Thirty teams are playing in four grades this year. Mr Pope said that like most sports, table tennis is struggling for numbers these days. He recalls more than 70 teams taking part in 1975.
Oamaru has been the host eight or nine times before, he said. One year, it needed seven halls around the town and Weston to accommodate all the tables.
The 30 tables for the tournament’s 46th incarnation are set up in the Waitaki Community Recreation Centre – 16 in the main gym with the grandstand, and 14 in the rear gym. Setting up the centre included blacking out the windows to ensure even light over the tables.
The Dunedin Metropolitan Club brought 15 tables to Oamaru and the local club supplied the other 15, Mr Pope said.
Sponsorship from local businesses helped to cover costs.
He was full of admiration for the organising committee, saying secretary Bev Inkersell has done “a fantastic job”.
The public is welcome to go along to the Rec Centre and watch the table tennis free of charge, Mr Pope said.
He is playing in the C grade this year, having previously represented Oamaru in A Reserve and B.
Table tennis is a sport where the genders are not segregated.
The Oamaru Club has about 18 regular players, including “a few younger people”.
Member Janet Calder helps to enlist future aficionados by coaching pupils at Oamaru Intermediate School.

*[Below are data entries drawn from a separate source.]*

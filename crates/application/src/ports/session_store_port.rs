//! Session store port - Per-call state behind exclusive access

use async_trait::async_trait;
use domain::{CallSession, CallSid, SessionLimits};
use tokio::sync::OwnedMutexGuard;

/// Exclusive handle on one call's session
///
/// Holding the guard serializes all webhook deliveries for the same call.
pub type SessionGuard = OwnedMutexGuard<CallSession>;

/// Port for the in-process session map
#[async_trait]
pub trait SessionStorePort: Send + Sync {
    /// Lock the session for `call_sid`, creating it on first contact
    ///
    /// Concurrent first contacts for one call observe the same session.
    async fn acquire(&self, call_sid: &CallSid, limits: SessionLimits) -> SessionGuard;

    /// Snapshot of one session, if present
    async fn get(&self, call_sid: &CallSid) -> Option<CallSession>;

    /// Snapshots of all live sessions
    async fn list(&self) -> Vec<CallSession>;

    /// Drop the session, returning whether it existed
    async fn remove(&self, call_sid: &CallSid) -> bool;

    /// Approximate number of live sessions
    fn len(&self) -> u64;
}
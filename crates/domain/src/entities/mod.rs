//! Domain entities - Objects with identity and lifecycle

mod call_session;
mod next_action;
mod transcript;
mod turn;
mod turn_state;

pub use call_session::{CallSession, SessionLimits};
pub use next_action::{NextAction, TerminationReason, Utterance};
pub use transcript::{Speaker, Transcript, TranscriptEntry};
pub use turn::Turn;
pub use turn_state::TurnState;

Changes were introduced after the 2000 Sydney Olympic Games, aimed at making table tennis more attractive as a televised spectator sport. The balls became slightly bigger, games went from being the first to 11 points instead of 21, and each player has two consecutive serves instead of five.
Mr Pope said players were now moving away from bats with sponge layers that fostered spin, and returning to a pimpled surface that countered spin.
Table tennis is an ideal sport for people of all ages and has few prima donnas, he said.
The South Island Clubs tournament is as much about socialising as sport, with many players enjoying renewing acquaintances each year.
Two teams are crossing the main divide from Hokitika, with two Auckland members who joined their club just so they could play in the tournament, Mr Pope said.
To encourage the social side of the event, an informal gathering was held at the Oamaru Club last night and there will be another tonight. Tomorrow night, a band will be playing live music there.